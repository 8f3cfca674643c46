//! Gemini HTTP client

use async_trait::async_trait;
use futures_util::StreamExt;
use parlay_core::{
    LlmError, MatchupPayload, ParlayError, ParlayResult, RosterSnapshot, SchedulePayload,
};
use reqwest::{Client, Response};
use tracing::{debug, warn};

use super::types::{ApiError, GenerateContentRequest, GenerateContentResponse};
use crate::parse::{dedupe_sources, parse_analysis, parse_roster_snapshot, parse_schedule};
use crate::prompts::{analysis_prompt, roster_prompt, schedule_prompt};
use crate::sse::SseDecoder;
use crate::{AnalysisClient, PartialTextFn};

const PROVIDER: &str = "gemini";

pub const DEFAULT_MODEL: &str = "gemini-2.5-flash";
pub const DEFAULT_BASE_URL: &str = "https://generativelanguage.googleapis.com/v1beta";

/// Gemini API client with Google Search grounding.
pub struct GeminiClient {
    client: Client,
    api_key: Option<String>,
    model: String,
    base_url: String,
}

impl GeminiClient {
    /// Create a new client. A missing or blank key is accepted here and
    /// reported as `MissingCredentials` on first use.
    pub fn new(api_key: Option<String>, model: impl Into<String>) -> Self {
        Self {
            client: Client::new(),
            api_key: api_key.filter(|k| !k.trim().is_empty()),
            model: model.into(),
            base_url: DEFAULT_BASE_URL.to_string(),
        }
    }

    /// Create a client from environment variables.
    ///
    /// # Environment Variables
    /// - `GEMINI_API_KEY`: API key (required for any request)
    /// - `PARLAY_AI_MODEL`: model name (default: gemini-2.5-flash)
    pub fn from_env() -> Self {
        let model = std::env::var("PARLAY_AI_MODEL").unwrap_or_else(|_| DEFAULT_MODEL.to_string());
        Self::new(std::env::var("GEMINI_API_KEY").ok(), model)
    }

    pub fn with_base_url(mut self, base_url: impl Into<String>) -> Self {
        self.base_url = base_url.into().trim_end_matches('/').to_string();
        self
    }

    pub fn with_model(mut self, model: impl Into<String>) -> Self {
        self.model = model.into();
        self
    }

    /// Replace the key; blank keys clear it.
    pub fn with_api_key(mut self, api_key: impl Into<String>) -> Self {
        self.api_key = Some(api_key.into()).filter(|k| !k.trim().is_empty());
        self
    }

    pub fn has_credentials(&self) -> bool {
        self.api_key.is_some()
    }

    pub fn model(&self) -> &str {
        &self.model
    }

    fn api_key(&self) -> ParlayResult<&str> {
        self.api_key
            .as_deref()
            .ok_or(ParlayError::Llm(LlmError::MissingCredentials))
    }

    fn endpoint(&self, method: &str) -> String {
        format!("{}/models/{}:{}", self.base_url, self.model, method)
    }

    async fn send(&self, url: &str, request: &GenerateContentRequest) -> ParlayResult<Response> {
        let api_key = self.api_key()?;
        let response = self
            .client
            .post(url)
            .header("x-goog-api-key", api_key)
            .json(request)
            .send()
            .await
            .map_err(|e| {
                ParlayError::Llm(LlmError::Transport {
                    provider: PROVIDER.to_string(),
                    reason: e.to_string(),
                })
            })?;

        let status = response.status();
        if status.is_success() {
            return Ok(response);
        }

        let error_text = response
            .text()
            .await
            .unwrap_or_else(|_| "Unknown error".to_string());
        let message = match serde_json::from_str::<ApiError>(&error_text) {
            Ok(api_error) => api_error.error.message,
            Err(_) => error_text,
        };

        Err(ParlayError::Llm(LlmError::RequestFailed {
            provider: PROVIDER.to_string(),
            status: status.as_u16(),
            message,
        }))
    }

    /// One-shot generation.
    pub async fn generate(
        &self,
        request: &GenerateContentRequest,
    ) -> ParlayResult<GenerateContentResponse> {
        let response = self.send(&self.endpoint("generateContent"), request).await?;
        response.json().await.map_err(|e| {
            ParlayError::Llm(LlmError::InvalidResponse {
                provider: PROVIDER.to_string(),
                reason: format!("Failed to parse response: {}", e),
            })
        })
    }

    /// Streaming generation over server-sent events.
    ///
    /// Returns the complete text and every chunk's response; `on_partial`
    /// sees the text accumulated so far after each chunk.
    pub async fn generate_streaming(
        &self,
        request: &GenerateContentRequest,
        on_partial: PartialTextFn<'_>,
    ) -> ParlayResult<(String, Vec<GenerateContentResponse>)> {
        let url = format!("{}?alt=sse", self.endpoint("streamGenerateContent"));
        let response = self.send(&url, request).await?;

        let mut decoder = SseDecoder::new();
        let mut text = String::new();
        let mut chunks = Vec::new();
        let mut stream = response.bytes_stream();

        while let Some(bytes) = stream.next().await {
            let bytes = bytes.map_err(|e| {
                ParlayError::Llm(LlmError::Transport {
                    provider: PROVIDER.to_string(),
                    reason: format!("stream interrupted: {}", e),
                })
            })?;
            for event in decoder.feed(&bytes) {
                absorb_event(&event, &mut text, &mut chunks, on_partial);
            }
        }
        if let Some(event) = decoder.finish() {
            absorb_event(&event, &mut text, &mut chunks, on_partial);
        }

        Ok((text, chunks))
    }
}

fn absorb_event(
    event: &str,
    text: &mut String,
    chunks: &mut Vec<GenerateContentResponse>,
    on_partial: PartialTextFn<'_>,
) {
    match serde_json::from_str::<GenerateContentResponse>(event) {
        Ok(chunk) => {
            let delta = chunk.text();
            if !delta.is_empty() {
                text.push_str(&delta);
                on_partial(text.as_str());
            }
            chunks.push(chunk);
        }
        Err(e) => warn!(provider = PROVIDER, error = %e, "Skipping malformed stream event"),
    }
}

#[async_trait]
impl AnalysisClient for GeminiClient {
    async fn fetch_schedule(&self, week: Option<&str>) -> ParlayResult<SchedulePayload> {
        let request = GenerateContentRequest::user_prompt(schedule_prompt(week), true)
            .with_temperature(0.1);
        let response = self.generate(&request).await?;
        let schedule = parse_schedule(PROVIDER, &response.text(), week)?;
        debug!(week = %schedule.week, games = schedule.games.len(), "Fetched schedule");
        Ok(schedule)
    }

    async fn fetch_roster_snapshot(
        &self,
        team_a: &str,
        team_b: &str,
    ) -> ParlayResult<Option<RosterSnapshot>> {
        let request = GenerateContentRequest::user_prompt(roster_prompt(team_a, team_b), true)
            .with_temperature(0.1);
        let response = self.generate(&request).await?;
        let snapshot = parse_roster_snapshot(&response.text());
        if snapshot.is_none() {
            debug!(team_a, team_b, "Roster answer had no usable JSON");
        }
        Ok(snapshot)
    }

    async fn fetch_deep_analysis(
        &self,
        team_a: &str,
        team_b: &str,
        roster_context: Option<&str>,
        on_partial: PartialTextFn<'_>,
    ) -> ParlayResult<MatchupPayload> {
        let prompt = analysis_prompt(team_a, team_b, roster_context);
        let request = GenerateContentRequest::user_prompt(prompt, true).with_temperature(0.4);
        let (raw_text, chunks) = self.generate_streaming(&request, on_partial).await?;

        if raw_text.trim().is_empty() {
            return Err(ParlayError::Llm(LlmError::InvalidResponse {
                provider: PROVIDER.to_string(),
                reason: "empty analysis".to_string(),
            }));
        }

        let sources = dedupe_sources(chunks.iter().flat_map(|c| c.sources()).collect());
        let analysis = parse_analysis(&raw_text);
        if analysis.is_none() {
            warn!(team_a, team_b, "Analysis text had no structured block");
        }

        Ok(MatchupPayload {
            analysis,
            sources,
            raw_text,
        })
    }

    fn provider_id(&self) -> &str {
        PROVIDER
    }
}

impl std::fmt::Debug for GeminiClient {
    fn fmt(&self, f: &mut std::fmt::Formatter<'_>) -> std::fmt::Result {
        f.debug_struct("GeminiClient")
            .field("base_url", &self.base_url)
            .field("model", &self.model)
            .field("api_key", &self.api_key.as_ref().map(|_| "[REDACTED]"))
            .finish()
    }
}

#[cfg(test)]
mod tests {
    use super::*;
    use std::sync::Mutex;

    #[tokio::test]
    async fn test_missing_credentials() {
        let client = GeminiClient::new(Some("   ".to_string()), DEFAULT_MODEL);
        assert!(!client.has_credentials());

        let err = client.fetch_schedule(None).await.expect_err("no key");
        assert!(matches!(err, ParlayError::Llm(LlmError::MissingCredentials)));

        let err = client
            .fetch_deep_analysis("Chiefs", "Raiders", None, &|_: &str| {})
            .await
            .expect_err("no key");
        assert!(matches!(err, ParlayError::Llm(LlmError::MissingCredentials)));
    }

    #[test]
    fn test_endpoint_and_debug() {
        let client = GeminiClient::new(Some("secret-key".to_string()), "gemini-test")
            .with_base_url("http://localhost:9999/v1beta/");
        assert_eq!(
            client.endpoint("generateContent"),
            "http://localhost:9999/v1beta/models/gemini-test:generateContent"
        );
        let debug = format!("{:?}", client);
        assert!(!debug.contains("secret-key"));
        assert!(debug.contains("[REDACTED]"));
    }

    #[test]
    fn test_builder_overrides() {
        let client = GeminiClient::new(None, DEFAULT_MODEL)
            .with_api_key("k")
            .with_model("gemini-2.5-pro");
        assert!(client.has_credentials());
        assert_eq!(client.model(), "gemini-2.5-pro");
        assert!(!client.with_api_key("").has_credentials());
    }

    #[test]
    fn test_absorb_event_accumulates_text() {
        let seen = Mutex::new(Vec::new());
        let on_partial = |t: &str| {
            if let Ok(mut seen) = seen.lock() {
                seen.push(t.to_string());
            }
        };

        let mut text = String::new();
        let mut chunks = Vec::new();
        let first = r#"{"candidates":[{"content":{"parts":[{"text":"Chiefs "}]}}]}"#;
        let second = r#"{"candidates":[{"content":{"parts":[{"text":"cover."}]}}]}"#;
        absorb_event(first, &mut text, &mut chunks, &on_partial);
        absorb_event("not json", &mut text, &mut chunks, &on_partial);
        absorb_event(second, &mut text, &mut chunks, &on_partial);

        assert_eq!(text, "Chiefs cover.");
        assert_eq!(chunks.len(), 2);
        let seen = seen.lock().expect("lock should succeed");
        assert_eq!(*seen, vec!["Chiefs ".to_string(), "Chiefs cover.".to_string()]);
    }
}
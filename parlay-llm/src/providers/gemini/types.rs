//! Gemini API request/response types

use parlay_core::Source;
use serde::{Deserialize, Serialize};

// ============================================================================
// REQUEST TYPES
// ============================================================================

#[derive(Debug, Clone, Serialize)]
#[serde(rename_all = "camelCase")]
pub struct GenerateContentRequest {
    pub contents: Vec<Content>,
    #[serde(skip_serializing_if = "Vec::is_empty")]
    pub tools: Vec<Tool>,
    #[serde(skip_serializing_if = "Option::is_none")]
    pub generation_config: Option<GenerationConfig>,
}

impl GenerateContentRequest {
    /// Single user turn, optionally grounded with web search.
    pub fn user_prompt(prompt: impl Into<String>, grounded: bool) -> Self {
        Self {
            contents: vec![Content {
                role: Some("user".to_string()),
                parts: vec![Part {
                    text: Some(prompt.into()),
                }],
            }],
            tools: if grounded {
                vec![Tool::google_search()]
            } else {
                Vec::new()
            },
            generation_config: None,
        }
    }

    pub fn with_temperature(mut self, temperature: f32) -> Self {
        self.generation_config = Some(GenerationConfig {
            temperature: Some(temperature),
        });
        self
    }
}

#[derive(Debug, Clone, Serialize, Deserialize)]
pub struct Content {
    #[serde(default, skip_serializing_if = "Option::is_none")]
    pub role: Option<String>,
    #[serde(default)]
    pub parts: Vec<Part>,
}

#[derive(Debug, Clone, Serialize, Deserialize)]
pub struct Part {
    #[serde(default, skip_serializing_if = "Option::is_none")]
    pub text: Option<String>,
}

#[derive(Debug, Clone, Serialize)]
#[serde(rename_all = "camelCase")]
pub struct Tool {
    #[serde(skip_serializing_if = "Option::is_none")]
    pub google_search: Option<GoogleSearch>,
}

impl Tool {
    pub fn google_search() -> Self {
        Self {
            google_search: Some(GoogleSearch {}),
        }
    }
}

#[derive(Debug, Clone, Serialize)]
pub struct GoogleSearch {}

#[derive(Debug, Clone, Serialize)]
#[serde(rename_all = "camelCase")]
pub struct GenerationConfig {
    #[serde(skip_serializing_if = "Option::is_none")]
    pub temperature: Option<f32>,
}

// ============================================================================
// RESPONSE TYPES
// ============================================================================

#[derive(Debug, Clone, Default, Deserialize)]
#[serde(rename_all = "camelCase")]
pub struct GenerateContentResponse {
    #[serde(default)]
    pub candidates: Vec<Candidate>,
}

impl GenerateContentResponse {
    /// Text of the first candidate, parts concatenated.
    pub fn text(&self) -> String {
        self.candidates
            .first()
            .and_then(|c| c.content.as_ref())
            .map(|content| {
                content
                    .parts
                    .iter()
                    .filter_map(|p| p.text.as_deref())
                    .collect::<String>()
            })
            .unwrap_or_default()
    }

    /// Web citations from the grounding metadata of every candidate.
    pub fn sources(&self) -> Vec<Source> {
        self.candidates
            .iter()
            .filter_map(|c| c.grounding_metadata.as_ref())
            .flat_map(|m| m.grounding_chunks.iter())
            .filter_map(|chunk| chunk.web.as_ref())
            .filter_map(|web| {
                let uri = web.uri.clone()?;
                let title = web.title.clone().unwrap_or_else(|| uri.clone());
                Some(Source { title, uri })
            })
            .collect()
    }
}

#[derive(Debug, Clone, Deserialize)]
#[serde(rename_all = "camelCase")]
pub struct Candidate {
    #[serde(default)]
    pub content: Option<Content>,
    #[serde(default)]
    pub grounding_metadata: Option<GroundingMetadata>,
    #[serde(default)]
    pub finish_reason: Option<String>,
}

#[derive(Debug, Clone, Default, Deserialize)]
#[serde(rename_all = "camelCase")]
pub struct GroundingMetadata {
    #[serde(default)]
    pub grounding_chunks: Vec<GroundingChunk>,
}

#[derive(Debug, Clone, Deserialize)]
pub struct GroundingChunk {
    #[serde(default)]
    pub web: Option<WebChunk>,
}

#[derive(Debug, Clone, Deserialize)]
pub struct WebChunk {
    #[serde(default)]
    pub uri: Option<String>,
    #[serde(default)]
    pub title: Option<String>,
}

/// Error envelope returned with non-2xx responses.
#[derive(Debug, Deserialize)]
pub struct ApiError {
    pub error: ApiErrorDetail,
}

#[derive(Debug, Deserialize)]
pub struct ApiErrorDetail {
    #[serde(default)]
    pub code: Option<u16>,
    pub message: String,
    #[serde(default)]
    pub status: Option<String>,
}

* * *

» Problem description
With the line holding "let on_partial = |t: &str|" as the first and the line holding "absorb_event(second, &mut text, &mut" as the last, set down that range of the entries above exactly, and nothing else.

» Problem solution
        let on_partial = |t: &str| {
            if let Ok(mut seen) = seen.lock() {
                seen.push(t.to_string());
            }
        };

        let mut text = String::new();
        let mut chunks = Vec::new();
        let first = r#"{"candidates":[{"content":{"parts":[{"text":"Chiefs "}]}}]}"#;
        let second = r#"{"candidates":[{"content":{"parts":[{"text":"cover."}]}}]}"#;
        absorb_event(first, &mut text, &mut chunks, &on_partial);
        absorb_event("not json", &mut text, &mut chunks, &on_partial);
        absorb_event(second, &mut text, &mut chunks, &on_partial);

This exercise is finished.